TASK INSTRUCTIONS: Could you set down exactly the lines of the data below, starting at the one that holds "pub fn is_absolute(&self)" and ending at the one that holds "let valid_scheme = !scheme.is_empty()", both included, and only those?

DATA FOR THE TASK:
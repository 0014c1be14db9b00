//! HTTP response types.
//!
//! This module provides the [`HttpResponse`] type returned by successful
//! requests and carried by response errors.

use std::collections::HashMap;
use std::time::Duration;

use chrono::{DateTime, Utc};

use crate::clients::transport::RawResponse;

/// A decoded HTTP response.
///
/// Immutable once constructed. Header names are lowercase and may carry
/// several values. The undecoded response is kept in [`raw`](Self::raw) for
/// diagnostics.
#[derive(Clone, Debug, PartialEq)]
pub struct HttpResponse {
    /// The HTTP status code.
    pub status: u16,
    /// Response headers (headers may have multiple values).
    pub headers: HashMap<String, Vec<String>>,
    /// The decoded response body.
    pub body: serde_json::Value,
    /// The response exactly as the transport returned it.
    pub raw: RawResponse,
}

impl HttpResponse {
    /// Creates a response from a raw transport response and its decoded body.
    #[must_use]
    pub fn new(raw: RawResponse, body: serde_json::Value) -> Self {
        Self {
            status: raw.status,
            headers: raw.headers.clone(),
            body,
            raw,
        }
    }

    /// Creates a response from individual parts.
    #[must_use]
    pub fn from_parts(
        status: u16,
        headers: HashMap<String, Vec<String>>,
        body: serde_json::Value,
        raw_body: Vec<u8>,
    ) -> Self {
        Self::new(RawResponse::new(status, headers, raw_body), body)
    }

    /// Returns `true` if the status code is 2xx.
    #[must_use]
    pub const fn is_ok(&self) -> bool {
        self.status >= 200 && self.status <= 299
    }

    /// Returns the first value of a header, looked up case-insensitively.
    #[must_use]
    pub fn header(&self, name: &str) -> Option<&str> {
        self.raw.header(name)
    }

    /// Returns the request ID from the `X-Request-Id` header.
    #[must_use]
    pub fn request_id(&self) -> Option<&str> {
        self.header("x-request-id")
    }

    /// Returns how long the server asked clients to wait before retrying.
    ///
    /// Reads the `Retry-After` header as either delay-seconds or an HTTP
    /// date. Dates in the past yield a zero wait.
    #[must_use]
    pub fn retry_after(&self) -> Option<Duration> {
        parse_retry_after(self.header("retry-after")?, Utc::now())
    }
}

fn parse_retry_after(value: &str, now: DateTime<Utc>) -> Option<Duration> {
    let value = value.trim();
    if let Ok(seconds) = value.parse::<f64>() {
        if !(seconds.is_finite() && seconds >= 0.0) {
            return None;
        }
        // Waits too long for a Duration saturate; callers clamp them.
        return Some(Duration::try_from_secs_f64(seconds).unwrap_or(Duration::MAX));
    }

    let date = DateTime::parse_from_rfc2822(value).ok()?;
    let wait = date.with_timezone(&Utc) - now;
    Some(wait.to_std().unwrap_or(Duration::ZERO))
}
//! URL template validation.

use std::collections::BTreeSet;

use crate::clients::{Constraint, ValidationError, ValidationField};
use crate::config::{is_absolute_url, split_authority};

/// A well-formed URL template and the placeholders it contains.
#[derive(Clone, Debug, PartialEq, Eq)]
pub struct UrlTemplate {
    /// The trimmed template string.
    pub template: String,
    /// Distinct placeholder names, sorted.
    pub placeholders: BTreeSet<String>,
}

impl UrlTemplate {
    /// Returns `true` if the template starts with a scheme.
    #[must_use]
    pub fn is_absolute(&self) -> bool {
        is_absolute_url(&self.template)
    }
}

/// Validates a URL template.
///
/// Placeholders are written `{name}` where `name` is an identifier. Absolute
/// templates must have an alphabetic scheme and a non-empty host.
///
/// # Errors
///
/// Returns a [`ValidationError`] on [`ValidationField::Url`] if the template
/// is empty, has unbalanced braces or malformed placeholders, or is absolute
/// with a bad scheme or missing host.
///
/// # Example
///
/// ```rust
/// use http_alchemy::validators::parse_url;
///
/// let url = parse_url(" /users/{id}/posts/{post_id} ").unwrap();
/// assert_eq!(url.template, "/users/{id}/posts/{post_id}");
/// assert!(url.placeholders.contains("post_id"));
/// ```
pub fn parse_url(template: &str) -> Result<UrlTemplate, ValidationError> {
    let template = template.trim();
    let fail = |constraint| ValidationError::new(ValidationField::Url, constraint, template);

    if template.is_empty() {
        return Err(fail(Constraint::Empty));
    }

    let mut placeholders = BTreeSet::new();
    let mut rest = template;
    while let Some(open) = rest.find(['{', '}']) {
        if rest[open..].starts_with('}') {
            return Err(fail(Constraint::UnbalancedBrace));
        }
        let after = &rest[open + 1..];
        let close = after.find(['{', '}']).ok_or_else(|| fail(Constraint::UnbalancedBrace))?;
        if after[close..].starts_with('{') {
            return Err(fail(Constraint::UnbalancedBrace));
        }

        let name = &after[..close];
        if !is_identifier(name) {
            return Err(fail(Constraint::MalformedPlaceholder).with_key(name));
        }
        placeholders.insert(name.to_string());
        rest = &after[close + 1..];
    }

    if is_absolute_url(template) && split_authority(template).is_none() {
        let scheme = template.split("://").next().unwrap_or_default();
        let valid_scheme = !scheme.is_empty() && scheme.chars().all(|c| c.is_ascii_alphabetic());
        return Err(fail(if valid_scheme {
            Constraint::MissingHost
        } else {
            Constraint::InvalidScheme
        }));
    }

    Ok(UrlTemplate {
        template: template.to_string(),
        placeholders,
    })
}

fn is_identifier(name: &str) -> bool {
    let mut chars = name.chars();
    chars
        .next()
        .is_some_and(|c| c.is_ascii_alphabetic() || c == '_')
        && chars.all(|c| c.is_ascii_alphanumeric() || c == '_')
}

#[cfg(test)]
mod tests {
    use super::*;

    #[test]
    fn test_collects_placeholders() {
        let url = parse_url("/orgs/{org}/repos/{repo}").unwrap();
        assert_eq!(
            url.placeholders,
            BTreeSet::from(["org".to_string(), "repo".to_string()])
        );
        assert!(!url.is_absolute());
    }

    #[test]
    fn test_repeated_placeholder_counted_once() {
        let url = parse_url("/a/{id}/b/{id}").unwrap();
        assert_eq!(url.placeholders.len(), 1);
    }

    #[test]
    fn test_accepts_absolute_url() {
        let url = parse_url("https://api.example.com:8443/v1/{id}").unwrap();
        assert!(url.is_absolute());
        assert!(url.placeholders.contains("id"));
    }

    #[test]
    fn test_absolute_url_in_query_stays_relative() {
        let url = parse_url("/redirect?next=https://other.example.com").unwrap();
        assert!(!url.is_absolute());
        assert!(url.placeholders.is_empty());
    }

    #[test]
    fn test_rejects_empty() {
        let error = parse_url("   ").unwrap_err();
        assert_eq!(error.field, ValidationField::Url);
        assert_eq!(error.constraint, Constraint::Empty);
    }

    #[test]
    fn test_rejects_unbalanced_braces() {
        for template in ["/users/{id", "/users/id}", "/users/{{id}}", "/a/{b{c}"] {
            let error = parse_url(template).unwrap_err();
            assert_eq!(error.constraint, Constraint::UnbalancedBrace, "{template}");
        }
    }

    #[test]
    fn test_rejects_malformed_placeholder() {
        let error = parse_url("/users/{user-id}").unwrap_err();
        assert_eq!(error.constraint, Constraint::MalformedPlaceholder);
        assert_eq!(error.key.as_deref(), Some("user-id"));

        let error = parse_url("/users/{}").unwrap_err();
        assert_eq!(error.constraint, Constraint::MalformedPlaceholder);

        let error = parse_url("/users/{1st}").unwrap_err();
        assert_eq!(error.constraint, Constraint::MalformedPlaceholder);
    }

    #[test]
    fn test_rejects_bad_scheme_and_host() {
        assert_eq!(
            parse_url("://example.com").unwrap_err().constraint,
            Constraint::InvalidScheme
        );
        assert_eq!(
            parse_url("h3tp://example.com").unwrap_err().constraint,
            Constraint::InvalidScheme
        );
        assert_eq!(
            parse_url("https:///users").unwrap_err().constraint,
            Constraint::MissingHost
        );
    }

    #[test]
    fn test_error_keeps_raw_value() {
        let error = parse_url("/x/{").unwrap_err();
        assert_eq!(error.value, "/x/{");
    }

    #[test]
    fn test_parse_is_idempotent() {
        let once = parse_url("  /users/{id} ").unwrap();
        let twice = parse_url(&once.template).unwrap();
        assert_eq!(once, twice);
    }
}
==
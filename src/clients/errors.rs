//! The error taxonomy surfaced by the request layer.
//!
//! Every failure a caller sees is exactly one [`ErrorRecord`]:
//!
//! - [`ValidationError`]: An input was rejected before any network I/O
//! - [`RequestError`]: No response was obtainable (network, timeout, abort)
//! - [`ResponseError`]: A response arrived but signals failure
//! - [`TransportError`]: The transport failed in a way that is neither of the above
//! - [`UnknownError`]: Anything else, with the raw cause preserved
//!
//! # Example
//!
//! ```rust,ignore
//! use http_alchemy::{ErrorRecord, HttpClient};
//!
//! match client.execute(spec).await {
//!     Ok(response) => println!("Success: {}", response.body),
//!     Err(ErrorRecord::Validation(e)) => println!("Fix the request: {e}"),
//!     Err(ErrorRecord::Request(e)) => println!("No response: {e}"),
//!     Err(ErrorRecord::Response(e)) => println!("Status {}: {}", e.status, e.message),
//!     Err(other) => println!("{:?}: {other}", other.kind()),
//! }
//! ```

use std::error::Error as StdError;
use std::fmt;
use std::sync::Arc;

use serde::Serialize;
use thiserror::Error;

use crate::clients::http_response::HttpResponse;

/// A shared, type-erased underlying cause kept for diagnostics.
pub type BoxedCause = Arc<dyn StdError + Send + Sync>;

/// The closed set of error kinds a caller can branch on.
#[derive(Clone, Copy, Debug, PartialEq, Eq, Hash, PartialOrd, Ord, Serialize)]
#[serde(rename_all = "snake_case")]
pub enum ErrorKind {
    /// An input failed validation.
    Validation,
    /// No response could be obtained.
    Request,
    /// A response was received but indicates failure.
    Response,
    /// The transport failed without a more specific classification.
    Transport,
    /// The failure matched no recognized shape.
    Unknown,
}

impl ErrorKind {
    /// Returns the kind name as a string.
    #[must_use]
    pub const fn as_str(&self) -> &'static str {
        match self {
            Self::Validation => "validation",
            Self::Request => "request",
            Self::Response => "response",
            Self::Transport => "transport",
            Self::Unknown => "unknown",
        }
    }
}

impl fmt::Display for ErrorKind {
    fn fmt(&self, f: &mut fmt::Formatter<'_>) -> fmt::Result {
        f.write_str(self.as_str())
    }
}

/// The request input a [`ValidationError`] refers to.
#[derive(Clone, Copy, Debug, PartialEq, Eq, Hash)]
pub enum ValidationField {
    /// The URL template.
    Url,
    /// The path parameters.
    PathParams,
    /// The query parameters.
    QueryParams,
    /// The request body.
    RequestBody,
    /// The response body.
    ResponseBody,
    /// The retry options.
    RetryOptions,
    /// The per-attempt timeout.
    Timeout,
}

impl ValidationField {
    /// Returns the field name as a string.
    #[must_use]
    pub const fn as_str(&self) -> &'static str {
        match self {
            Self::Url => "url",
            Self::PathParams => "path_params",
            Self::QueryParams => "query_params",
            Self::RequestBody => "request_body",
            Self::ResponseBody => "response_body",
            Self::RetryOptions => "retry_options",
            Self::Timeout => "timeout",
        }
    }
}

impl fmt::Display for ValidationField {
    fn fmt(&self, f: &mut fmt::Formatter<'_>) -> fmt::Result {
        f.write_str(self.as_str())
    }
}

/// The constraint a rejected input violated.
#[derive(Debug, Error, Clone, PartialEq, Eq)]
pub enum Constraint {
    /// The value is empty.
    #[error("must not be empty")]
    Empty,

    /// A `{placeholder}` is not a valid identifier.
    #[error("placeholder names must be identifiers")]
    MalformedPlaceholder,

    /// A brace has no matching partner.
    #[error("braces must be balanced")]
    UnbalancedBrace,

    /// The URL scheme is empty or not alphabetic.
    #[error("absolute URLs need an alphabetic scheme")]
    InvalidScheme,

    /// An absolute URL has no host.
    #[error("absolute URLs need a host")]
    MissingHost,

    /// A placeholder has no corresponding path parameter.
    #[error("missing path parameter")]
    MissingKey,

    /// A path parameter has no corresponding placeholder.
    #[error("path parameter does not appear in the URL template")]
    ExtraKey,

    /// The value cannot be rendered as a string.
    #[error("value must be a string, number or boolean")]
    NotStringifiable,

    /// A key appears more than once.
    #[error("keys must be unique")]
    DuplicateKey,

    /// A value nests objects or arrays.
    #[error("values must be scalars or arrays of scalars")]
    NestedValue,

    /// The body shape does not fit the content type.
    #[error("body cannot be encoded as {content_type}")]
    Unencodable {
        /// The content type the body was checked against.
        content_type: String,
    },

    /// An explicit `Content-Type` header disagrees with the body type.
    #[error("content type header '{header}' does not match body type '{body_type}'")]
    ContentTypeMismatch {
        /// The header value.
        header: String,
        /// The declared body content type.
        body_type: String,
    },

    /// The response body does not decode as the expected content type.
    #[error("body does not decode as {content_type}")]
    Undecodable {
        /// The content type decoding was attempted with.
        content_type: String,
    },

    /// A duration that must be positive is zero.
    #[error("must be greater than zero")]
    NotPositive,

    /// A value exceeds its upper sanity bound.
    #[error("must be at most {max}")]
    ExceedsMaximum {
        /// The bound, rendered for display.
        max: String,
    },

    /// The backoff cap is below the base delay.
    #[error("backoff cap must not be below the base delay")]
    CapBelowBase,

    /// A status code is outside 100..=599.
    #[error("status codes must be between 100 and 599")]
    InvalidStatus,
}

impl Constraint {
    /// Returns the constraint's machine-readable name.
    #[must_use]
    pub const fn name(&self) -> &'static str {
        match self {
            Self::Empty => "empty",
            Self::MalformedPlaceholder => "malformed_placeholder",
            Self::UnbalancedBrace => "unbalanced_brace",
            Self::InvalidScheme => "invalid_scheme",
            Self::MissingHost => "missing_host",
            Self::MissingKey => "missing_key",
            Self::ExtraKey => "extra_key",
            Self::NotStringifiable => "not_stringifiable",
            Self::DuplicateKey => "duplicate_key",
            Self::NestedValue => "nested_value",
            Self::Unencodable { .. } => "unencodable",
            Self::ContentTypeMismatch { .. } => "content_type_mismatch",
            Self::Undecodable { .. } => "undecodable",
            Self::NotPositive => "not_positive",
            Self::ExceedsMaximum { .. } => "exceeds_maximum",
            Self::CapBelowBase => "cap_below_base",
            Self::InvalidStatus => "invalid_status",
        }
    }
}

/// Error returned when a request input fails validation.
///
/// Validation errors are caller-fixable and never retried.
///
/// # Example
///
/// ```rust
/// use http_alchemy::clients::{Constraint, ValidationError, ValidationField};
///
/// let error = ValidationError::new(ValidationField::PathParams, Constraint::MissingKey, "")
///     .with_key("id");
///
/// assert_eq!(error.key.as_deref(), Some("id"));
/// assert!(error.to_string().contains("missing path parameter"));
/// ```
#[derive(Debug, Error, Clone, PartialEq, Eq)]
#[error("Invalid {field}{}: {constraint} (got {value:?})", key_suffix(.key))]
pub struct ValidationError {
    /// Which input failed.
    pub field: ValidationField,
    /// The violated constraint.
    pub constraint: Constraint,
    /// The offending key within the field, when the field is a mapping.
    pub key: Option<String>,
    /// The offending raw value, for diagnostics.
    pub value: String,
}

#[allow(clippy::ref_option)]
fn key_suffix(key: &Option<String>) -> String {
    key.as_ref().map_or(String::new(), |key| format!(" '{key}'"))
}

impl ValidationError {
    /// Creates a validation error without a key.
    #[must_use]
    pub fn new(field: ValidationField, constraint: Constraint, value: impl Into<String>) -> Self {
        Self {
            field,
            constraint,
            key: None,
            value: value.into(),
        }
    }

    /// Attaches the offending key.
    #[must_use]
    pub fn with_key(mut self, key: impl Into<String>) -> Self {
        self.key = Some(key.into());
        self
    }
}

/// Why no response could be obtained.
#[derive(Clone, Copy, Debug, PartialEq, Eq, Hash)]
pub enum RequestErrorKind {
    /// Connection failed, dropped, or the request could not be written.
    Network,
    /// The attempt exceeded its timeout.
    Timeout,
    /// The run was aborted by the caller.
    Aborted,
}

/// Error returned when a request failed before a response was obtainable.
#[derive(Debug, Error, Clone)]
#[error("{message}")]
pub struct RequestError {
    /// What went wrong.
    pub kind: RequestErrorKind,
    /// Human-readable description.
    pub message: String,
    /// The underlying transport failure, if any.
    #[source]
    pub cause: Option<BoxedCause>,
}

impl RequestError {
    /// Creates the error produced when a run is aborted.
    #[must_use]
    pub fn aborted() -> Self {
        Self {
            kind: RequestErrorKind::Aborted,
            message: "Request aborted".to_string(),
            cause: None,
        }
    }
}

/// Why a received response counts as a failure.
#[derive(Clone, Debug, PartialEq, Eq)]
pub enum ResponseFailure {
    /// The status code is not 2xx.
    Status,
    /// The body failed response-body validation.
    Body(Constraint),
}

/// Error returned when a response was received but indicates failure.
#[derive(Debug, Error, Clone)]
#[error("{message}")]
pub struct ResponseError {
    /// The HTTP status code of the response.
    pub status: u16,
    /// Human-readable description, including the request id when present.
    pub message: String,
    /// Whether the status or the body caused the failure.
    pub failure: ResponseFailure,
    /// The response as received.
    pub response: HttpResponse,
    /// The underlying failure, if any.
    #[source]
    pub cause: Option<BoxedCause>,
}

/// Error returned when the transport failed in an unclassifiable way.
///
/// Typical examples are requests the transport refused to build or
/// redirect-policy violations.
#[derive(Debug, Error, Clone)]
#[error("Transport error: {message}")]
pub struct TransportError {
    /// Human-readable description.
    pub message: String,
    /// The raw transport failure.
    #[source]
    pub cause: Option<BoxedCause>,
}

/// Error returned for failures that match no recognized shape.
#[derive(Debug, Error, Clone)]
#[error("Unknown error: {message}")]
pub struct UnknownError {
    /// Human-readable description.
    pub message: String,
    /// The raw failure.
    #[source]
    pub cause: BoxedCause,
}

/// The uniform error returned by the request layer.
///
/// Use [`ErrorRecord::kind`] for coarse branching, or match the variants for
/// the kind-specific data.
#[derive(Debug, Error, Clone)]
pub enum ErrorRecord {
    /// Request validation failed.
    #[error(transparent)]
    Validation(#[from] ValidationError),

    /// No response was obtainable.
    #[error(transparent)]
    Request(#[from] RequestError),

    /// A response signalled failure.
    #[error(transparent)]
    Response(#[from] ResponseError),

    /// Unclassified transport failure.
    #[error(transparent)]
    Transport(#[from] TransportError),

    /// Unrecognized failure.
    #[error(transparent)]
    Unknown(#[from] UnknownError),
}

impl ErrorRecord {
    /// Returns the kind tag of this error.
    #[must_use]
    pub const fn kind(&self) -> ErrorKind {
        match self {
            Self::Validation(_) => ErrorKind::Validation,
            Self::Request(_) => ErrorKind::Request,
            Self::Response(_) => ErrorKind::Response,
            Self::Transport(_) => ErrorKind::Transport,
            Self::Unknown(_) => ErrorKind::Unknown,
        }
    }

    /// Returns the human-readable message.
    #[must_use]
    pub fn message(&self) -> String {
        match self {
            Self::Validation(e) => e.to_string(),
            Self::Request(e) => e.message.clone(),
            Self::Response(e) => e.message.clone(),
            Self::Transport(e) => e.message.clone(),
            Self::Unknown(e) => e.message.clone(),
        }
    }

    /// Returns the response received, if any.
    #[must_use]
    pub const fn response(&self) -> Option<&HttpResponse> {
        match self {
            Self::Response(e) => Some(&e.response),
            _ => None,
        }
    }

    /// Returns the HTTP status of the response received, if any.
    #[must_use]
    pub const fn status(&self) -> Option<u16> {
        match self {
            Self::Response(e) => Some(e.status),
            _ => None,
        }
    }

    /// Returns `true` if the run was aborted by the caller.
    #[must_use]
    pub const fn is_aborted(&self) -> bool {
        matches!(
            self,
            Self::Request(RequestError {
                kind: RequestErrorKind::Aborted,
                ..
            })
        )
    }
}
==
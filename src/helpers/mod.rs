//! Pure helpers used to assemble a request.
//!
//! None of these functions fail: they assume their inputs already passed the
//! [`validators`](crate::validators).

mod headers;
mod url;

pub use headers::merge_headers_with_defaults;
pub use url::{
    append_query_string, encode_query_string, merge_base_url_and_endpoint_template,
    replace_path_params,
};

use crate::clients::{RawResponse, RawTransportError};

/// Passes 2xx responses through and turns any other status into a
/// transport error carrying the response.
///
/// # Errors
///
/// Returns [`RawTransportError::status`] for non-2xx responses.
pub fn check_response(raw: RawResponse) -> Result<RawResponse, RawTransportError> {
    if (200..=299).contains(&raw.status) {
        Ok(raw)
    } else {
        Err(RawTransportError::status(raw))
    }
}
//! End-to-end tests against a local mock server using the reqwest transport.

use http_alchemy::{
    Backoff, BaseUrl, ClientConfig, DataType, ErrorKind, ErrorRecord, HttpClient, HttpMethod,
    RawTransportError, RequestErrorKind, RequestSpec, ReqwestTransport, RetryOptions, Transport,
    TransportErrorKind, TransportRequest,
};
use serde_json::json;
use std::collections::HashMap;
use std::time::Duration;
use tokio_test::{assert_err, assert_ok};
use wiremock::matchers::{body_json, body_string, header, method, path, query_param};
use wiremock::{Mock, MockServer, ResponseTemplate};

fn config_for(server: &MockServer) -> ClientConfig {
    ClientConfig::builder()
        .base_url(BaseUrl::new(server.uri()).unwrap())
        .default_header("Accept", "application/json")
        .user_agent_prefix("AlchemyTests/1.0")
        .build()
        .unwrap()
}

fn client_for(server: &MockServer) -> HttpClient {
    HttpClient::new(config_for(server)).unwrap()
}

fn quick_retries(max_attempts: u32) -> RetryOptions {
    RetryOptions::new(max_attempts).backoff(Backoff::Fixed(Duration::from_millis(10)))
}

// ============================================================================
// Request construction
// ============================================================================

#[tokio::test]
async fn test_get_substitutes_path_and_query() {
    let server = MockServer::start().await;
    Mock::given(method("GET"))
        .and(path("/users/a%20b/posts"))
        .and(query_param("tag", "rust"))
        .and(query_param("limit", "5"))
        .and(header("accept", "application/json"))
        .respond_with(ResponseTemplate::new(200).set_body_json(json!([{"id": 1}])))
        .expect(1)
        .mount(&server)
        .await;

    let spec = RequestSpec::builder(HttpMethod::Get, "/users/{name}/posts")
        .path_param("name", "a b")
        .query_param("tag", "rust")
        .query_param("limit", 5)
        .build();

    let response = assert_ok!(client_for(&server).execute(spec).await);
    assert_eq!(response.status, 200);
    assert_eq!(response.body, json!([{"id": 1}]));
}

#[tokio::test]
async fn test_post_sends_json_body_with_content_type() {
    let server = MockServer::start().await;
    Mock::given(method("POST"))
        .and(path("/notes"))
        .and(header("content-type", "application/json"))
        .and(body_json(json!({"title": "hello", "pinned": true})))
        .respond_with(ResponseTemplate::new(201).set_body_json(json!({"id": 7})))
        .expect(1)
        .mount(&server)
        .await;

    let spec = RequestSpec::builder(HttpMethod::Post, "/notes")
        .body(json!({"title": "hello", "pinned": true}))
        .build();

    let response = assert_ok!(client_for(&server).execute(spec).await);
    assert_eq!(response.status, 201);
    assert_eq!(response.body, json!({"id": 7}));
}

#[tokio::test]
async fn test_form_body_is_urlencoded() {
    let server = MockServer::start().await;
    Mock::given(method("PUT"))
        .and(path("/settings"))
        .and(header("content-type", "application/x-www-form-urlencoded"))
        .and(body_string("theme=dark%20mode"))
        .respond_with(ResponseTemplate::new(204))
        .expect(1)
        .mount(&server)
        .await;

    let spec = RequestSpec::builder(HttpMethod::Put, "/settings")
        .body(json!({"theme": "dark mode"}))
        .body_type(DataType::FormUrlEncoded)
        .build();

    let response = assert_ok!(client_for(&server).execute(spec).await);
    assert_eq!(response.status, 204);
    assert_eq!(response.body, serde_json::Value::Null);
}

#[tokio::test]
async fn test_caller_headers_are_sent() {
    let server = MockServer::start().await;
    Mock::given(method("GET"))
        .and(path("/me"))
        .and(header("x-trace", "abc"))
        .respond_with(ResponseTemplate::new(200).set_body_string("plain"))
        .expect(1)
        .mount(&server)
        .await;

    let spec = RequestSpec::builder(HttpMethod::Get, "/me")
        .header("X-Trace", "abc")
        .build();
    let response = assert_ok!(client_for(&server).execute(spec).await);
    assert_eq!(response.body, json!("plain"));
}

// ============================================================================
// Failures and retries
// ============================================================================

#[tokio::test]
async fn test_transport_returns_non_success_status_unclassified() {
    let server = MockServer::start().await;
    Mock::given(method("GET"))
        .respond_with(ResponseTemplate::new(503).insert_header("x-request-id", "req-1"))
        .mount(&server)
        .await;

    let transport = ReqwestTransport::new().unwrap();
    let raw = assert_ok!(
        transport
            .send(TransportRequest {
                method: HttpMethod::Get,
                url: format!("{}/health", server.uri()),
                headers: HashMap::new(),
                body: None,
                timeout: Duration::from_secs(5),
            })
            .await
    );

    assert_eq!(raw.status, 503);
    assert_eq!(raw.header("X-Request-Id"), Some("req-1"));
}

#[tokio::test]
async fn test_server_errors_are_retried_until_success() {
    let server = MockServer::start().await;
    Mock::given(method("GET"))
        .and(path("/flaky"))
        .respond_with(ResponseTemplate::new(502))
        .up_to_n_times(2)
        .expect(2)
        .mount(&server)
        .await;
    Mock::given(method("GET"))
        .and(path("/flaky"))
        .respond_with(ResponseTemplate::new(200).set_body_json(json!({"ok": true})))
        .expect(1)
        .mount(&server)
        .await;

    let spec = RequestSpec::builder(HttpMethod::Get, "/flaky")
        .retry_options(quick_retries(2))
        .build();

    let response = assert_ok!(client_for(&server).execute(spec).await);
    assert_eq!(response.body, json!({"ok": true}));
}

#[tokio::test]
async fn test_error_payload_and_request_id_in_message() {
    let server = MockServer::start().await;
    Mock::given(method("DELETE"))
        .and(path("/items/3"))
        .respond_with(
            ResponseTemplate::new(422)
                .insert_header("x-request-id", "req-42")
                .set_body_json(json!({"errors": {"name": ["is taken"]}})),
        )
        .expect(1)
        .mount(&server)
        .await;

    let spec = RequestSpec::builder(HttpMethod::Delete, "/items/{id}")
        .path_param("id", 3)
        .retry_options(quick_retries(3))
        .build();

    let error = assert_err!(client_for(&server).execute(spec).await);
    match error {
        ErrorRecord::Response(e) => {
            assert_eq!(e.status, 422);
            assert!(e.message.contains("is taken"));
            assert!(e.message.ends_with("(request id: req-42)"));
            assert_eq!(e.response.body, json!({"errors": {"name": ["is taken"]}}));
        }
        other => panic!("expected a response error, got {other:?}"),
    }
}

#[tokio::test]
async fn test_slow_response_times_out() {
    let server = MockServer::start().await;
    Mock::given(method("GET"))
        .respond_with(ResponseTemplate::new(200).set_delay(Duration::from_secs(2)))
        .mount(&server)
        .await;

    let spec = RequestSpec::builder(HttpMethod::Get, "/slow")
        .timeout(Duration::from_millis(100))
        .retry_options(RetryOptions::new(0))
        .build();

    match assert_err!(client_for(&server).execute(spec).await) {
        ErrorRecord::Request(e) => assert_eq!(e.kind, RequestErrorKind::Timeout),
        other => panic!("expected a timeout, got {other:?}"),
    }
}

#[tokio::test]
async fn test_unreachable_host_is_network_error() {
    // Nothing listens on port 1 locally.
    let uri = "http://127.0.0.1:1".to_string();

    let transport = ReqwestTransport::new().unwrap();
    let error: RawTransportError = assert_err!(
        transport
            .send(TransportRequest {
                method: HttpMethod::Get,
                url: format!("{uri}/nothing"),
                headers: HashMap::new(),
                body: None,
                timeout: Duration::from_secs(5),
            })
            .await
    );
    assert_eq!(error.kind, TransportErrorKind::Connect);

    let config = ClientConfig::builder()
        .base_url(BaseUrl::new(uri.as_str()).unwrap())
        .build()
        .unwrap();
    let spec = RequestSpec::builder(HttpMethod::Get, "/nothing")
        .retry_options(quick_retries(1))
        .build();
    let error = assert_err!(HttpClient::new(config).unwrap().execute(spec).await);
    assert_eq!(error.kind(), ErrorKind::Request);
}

EXERCISE OUTPUT:
    pub fn is_absolute(&self) -> bool {
        is_absolute_url(&self.template)
    }
}

/// Validates a URL template.
///
/// Placeholders are written `{name}` where `name` is an identifier. Absolute
/// templates must have an alphabetic scheme and a non-empty host.
///
/// # Errors
///
/// Returns a [`ValidationError`] on [`ValidationField::Url`] if the template
/// is empty, has unbalanced braces or malformed placeholders, or is absolute
/// with a bad scheme or missing host.
///
/// # Example
///
/// ```rust
/// use http_alchemy::validators::parse_url;
///
/// let url = parse_url(" /users/{id}/posts/{post_id} ").unwrap();
/// assert_eq!(url.template, "/users/{id}/posts/{post_id}");
/// assert!(url.placeholders.contains("post_id"));
/// ```
pub fn parse_url(template: &str) -> Result<UrlTemplate, ValidationError> {
    let template = template.trim();
    let fail = |constraint| ValidationError::new(ValidationField::Url, constraint, template);

    if template.is_empty() {
        return Err(fail(Constraint::Empty));
    }

    let mut placeholders = BTreeSet::new();
    let mut rest = template;
    while let Some(open) = rest.find(['{', '}']) {
        if rest[open..].starts_with('}') {
            return Err(fail(Constraint::UnbalancedBrace));
        }
        let after = &rest[open + 1..];
        let close = after.find(['{', '}']).ok_or_else(|| fail(Constraint::UnbalancedBrace))?;
        if after[close..].starts_with('{') {
            return Err(fail(Constraint::UnbalancedBrace));
        }

        let name = &after[..close];
        if !is_identifier(name) {
            return Err(fail(Constraint::MalformedPlaceholder).with_key(name));
        }
        placeholders.insert(name.to_string());
        rest = &after[close + 1..];
    }

    if is_absolute_url(template) && split_authority(template).is_none() {
        let scheme = template.split("://").next().unwrap_or_default();
        let valid_scheme = !scheme.is_empty() && scheme.chars().all(|c| c.is_ascii_alphabetic());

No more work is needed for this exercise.